Migrating from silence to voice

When we're learning the "one right answer" codified as authoritative knowledge, our voices of confusion, distraction and disobedience become silenced. When we're learning to play by the rules and comply with the institution's policy manual, our voices of deviance, testing the limits and challenging authority become silenced. When we fit in with the tribe and conform to their consensus, our voices of dissent and differing viewpoints gets squelched. The transition from voice to silence is far more common in the world than the reverse migration from silence to voice.

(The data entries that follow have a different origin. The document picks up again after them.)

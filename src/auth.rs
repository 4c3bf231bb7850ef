//! Read-only view of the credential collaborator.
//!
//! Token acquisition and refresh live outside the session layer. The session
//! layer only reads the current bearer token and whether the user is
//! authenticated.

use std::sync::RwLock;

/// Source of the current bearer token.
pub trait AuthSource: Send + Sync + 'static {
    /// The current bearer token, if one has been issued.
    fn token(&self) -> Option<String>;

    /// Whether the user is currently authenticated.
    fn is_authenticated(&self) -> bool;
}

/// An [`AuthSource`] holding a token set by the embedding application.
///
/// Authenticated exactly when a token is present.
#[derive(Debug, Default)]
pub struct StaticAuth {
    token: RwLock<Option<String>>,
}

impl StaticAuth {
    /// Start with the given token (or unauthenticated with `None`).
    pub fn new(token: Option<String>) -> Self {
        Self {
            token: RwLock::new(token),
        }
    }

    /// Replace the token, e.g. after login or logout.
    pub fn set_token(&self, token: Option<String>) {
        match self.token.write() {
            Ok(mut guard) => *guard = token,
            Err(poisoned) => *poisoned.into_inner() = token,
        }
    }
}

impl AuthSource for StaticAuth {
    fn token(&self) -> Option<String> {
        match self.token.read() {
            Ok(guard) => guard.clone(),
            Err(poisoned) => poisoned.into_inner().clone(),
        }
    }

    fn is_authenticated(&self) -> bool {
        self.token().is_some()
    }
}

Those who are committed to authoritative knowledge find the migration from silence to voice very disconcerting. It undermines their their control of the situation and reveals what they're dismissing. Modernism wants to impose its dominant narrative and refute post-modern empowerment of alternative stories. Empiricism wants objective evidence to overrule superstition and speculation without getting into quantum about observer-dependence and indeterminacy.  High ranking individuals seek to overrule the small minded and tunnel visioned subordinates with top-down directives without listening to bottom-up initiatives.

In the years I produced videos with the the troupe of puppets I created, I gave voice to the silenced members of enterprises. I upset the apple cart, exposed the emperor's new clothes and questioned authority from many different angles. During the subsequent decade of college teaching, I continued to explore this migration from silence to voice in the different ways to be a great teacher. Most recently I've been full of encouragement for the ways the Internet facilitates this migration beyond my wildest expectations.

Over the weekend, new voices appeared on a blog post that Clay Spinnuzi wrote in July of 2010 on Acting in an Uncertain World. He had inspired me to comment on his post and read that book last year. I then wrote up my reflections in:
Anticipating the Next Economy
Acting in an Uncertain World
Outgrowing delegative democracy
Translating public interests
Talking with our tools

This morning I realized that Acting in an Uncertain World articulates my long standing interest in this migration from silence to voice. It explores how public concerns can sidestep the double delegation to politicians and scientists so the concerns get articulated directly by the people involved who can better inform the public discourse. It poses the choice for those in positions of authority to groom and listen to concerned citizens or to dismiss and silence those voices. The authors share my relational worldview that favors symmetrical power and evolving processes over positional stances and objective evidence. It was great to revisit all that over the past two days!